Atomic and electronic reconstruction at van der Waals interface in twisted bilayer graphene
arXiv:1804.03806 · doi:10.1038/s41563-019-0346-z
Abstract
Control of the interlayer twist angle in two-dimensional (2D) van der Waals (vdW) heterostructures enables one to engineer a quasiperiodic moiré superlattice of tunable length scale. In twisted bilayer graphene (TBG), the simple moiré superlattice band description suggests that the electronic band width can be tuned to be comparable to the vdW interlayer interaction at a 'magic angle', exhibiting strongly correlated behavior. However, the vdW interlayer interaction can also cause significant structural reconstruction at the interface by favoring interlayer commensurability, which competes with the intralayer lattice distortion. Here we report the atomic scale reconstruction in TBG and its effect on the electronic structure.

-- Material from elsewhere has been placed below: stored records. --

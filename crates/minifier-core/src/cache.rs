use crate::error::CacheError;
use crate::record::{RecordId, UrlRecord};
use crate::shortcode::ShortCode;
use async_trait::async_trait;
use std::fmt::Display;
use std::time::Duration;

/// Result type for cache operations.
pub type Result<T> = std::result::Result<T, CacheError>;

/// An ephemeral, string-keyed cache with per-entry TTL.
///
/// Every operation is best effort. A miss is `Ok(None)`, and a backend may
/// drop entries before their TTL runs out; callers must treat both the same.
#[async_trait]
pub trait LookupCache: Send + Sync + 'static {
    /// Get a value from the cache.
    ///
    /// Returns `Ok(None)` if the key is not in the cache.
    async fn get(&self, key: &str) -> Result<Option<String>>;

    /// Store a value that should live for at most `ttl`.
    async fn set(&self, key: &str, value: &str, ttl: Duration) -> Result<()>;

    /// Remove a value.
    ///
    /// It is not an error if the key does not exist.
    async fn del(&self, key: &str) -> Result<()>;

    /// Releases backend resources.
    async fn close(&self) -> Result<()> {
        Ok(())
    }
}

/// The two keys a record is cached under.
#[derive(Debug, Clone, Copy, PartialEq, Eq)]
pub enum CacheKey<'a> {
    Id(&'a RecordId),
    Code(&'a ShortCode),
}

impl<'a> CacheKey<'a> {
    /// Both keys of `record`, id first.
    pub fn for_record(record: &'a UrlRecord) -> [CacheKey<'a>; 2] {
        [CacheKey::Id(&record.id), CacheKey::Code(&record.short_code)]
    }
}

impl Display for CacheKey<'_> {
    fn fmt(&self, f: &mut std::fmt::Formatter<'_>) -> std::fmt::Result {
        match self {
            CacheKey::Id(id) => write!(f, "id:{}", id),
            CacheKey::Code(code) => write!(f, "code:{}", code),
        }
    }
}
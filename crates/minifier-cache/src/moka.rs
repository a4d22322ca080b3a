use async_trait::async_trait;
use minifier_core::cache::Result;
use minifier_core::LookupCache;
use moka::future::Cache;
use moka::Expiry;
use std::time::{Duration, Instant};
use tracing::{debug, trace};
use typed_builder::TypedBuilder;

const DEFAULT_MAX_CAPACITY: u64 = 10_000;

#[derive(Debug, Clone)]
struct Entry {
    value: String,
    ttl: Duration,
}

/// Expires each entry after the TTL it was written with, capped by an
/// optional ceiling. Reads never extend an entry's life.
#[derive(Debug, Clone, Copy)]
struct PerEntryTtl {
    max_ttl: Option<Duration>,
}

impl PerEntryTtl {
    fn ttl_for(&self, entry: &Entry) -> Duration {
        match self.max_ttl {
            Some(max) => entry.ttl.min(max),
            None => entry.ttl,
        }
    }
}

impl Expiry<String, Entry> for PerEntryTtl {
    fn expire_after_create(
        &self,
        _key: &String,
        value: &Entry,
        _created_at: Instant,
    ) -> Option<Duration> {
        Some(self.ttl_for(value))
    }

    fn expire_after_update(
        &self,
        _key: &String,
        value: &Entry,
        _updated_at: Instant,
        _duration_until_expiry: Option<Duration>,
    ) -> Option<Duration> {
        Some(self.ttl_for(value))
    }
}

/// An in-process [`LookupCache`] backed by Moka.
///
/// Every entry honours the TTL passed to [`LookupCache::set`]. Suitable for
/// single-node deployments or as the only cache in tests.
#[derive(Debug, Clone)]
pub struct MokaLookupCache {
    cache: Cache<String, Entry>,
}

impl MokaLookupCache {
    /// Creates a cache holding at most 10,000 entries.
    pub fn new() -> Self {
        CacheConfig::default().into()
    }

    /// Creates a cache with a custom maximum capacity.
    pub fn with_capacity(max_capacity: u64) -> Self {
        CacheConfig::builder().max_capacity(max_capacity).build().into()
    }

    /// Returns a builder for creating a custom cache configuration.
    pub fn builder() -> CacheConfigBuilder {
        CacheConfig::builder()
    }

    /// Approximate number of live entries.
    pub fn entry_count(&self) -> u64 {
        self.cache.entry_count()
    }
}

impl Default for MokaLookupCache {
    fn default() -> Self {
        Self::new()
    }
}

#[async_trait]
impl LookupCache for MokaLookupCache {
    async fn get(&self, key: &str) -> Result<Option<String>> {
        match self.cache.get(key).await {
            Some(entry) => {
                debug!(key, "cache hit in moka");
                Ok(Some(entry.value))
            }
            None => {
                trace!(key, "cache miss in moka");
                Ok(None)
            }
        }
    }

    async fn set(&self, key: &str, value: &str, ttl: Duration) -> Result<()> {
        trace!(key, ttl_ms = ttl.as_millis() as u64, "storing value in moka");
        self.cache
            .insert(
                key.to_string(),
                Entry {
                    value: value.to_string(),
                    ttl,
                },
            )
            .await;
        Ok(())
    }

    async fn del(&self, key: &str) -> Result<()> {
        self.cache.invalidate(key).await;
        trace!(key, "removed value from moka (if present)");
        Ok(())
    }
}

/// Configuration for creating a [`MokaLookupCache`].
#[derive(Debug, TypedBuilder, Default)]
pub struct CacheConfig {
    /// Maximum number of entries the cache can hold.
    #[builder(default, setter(strip_option))]
    max_capacity: Option<u64>,
    /// Upper bound applied to every per-entry TTL.
    #[builder(default, setter(strip_option))]
    max_ttl: Option<Duration>,
}

impl From<CacheConfig> for MokaLookupCache {
    fn from(config: CacheConfig) -> Self {
        let cache = Cache::builder()
            .max_capacity(config.max_capacity.unwrap_or(DEFAULT_MAX_CAPACITY))
            .expire_after(PerEntryTtl {
                max_ttl: config.max_ttl,
            })
            .build();

        MokaLookupCache { cache }
    }
}

#[cfg(test)]
mod tests {
    use super::*;

    const HOUR: Duration = Duration::from_secs(3600);

    #[tokio::test]
    async fn cache_get_and_set() {
        let cache = MokaLookupCache::new();

        assert!(cache.get("code:abc1234").await.unwrap().is_none());

        cache.set("code:abc1234", "payload", HOUR).await.unwrap();

        assert_eq!(
            cache.get("code:abc1234").await.unwrap().as_deref(),
            Some("payload")
        );
    }

    #[tokio::test]
    async fn set_overwrites_value() {
        let cache = MokaLookupCache::new();

        cache.set("k", "first", HOUR).await.unwrap();
        cache.set("k", "second", HOUR).await.unwrap();

        assert_eq!(cache.get("k").await.unwrap().as_deref(), Some("second"));
    }

    #[tokio::test]
    async fn cache_del_is_idempotent() {
        let cache = MokaLookupCache::new();

        cache.del("k").await.unwrap();
        cache.set("k", "v", HOUR).await.unwrap();
        cache.del("k").await.unwrap();
        cache.del("k").await.unwrap();

        assert!(cache.get("k").await.unwrap().is_none());
    }

    #[tokio::test]
    async fn entries_expire_after_their_own_ttl() {
        let cache = MokaLookupCache::new();

        cache
            .set("short", "v", Duration::from_millis(50))
            .await
            .unwrap();
        cache.set("long", "v", HOUR).await.unwrap();

        tokio::time::sleep(Duration::from_millis(150)).await;

        assert!(cache.get("short").await.unwrap().is_none());
        assert!(cache.get("long").await.unwrap().is_some());
    }

    #[tokio::test]
    async fn rewrite_resets_ttl() {
        let cache = MokaLookupCache::new();

        cache.set("k", "v", HOUR).await.unwrap();
        cache.set("k", "v", Duration::from_millis(50)).await.unwrap();

        tokio::time::sleep(Duration::from_millis(150)).await;

        assert!(cache.get("k").await.unwrap().is_none());
    }

    #[tokio::test]
    async fn max_ttl_caps_entry_ttl() {
        let cache: MokaLookupCache = MokaLookupCache::builder()
            .max_capacity(100)
            .max_ttl(Duration::from_millis(50))
            .build()
            .into();

        cache.set("k", "v", HOUR).await.unwrap();
        assert!(cache.get("k").await.unwrap().is_some());

        tokio::time::sleep(Duration::from_millis(150)).await;

        assert!(cache.get("k").await.unwrap().is_none());
    }

    #[tokio::test]
    async fn cache_handles_many_entries() {
        let cache = MokaLookupCache::with_capacity(100);

        for i in 0..50 {
            cache
                .set(&format!("code:{i}"), &format!("https://example{i}"), HOUR)
                .await
                .unwrap();
        }

        assert_eq!(
            cache.get("code:0").await.unwrap().as_deref(),
            Some("https://example0")
        );
        assert_eq!(
            cache.get("code:49").await.unwrap().as_deref(),
            Some("https://example49")
        );
    }
}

We find a gradual transition from incommensurate moiré structure to an array of commensurate domain structures as we decrease the twist angle across the characteristic crossover angle, $θ_c$ ~1°. In the twist regime smaller than $θ_c$ where the atomic and electronic reconstruction become significant, a simple moiré band description breaks down. Upon applying a transverse electric field, we observe electronic transport along the network of one-dimensional (1D) topological channels that surround the alternating triangular gapped domains, providing a new pathway to engineer the system with continuous tunability.